impl RegistrationState {
    /// Case-insensitive parse; anything unrecognised counts as still pending.
    pub fn parse_lenient(value: &str) -> Self {
        match value.trim().to_lowercase().as_str() {
            "approved" => RegistrationState::Approved,
            "rejected" => RegistrationState::Rejected,
            _ => RegistrationState::Pending,
        }
    }
}

/// Registration request state reported by Superbet.
#[derive(Debug, Clone, PartialEq, Serialize, Deserialize)]
#[serde(rename_all = "camelCase")]
pub struct RegistrationStatus {
    #[serde(deserialize_with = "lenient::string")]
    pub request_id: String,
    #[serde(deserialize_with = "lenient::registration_state")]
    pub status: RegistrationState,
    #[serde(default)]
    pub affiliate_link: Option<String>,
    #[serde(default, deserialize_with = "lenient::opt_string")]
    pub affiliate_id: Option<String>,
}

/// Approval notification posted by Superbet.
#[derive(Debug, Clone, Default, Deserialize)]
#[serde(rename_all = "camelCase")]
pub struct SuperbetWebhookPayload {
    #[serde(default, deserialize_with = "lenient::opt_string")]
    pub request_id: Option<String>,
    #[serde(default, deserialize_with = "lenient::opt_string")]
    pub affiliate_id: Option<String>,
    #[serde(default)]
    pub affiliate_link: Option<String>,
    #[serde(default)]
    pub status: Option<String>,
    #[serde(default)]
    pub email: Option<String>,
    #[serde(default)]
    pub password: Option<String>,
    #[serde(default)]
    pub name: Option<String>,
}

impl SuperbetWebhookPayload {
    pub fn state(&self) -> RegistrationState {
        self.status
            .as_deref()
            .map(RegistrationState::parse_lenient)
            .unwrap_or(RegistrationState::Pending)
    }
}
//! Database entity definitions.
//!
//! Entities are direct mappings to database rows.

pub mod affiliate;
pub mod dashboard;
pub mod deal;
pub mod invite;
pub mod ledger;
pub mod link_event;
pub mod system_config;
pub mod user;

pub use affiliate::{AffiliateEntity, AffiliateStatusDb, AffiliateWithEmailEntity, ReferralEntity};
pub use dashboard::{AffiliatePerformanceEntity, LedgerTotalsEntity};
pub use deal::{DealAffiliateEntity, DealEntity};
pub use invite::{AffiliateInviteEntity, InviteStatusDb};
pub use ledger::{
    LinkedAffiliateEntity, TransactionStatusDb, TransactionTypeDb, TransactionViewEntity,
};
pub use link_event::{
    LinkEventEntity, LinkEventTotalsEntity, LinkEventTypeDb, LinkEventViewEntity,
    LinkTypeCountEntity,
};
pub use system_config::SystemConfigEntity;
pub use user::{UserEntity, UserRoleDb};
______
Only lines holding the word "RegistrationState" are wanted; copy each one from the listing.

impl RegistrationState {
            "approved" => RegistrationState::Approved,
            "rejected" => RegistrationState::Rejected,
            _ => RegistrationState::Pending,
    pub status: RegistrationState,
    pub fn state(&self) -> RegistrationState {
            .map(RegistrationState::parse_lenient)
            .unwrap_or(RegistrationState::Pending)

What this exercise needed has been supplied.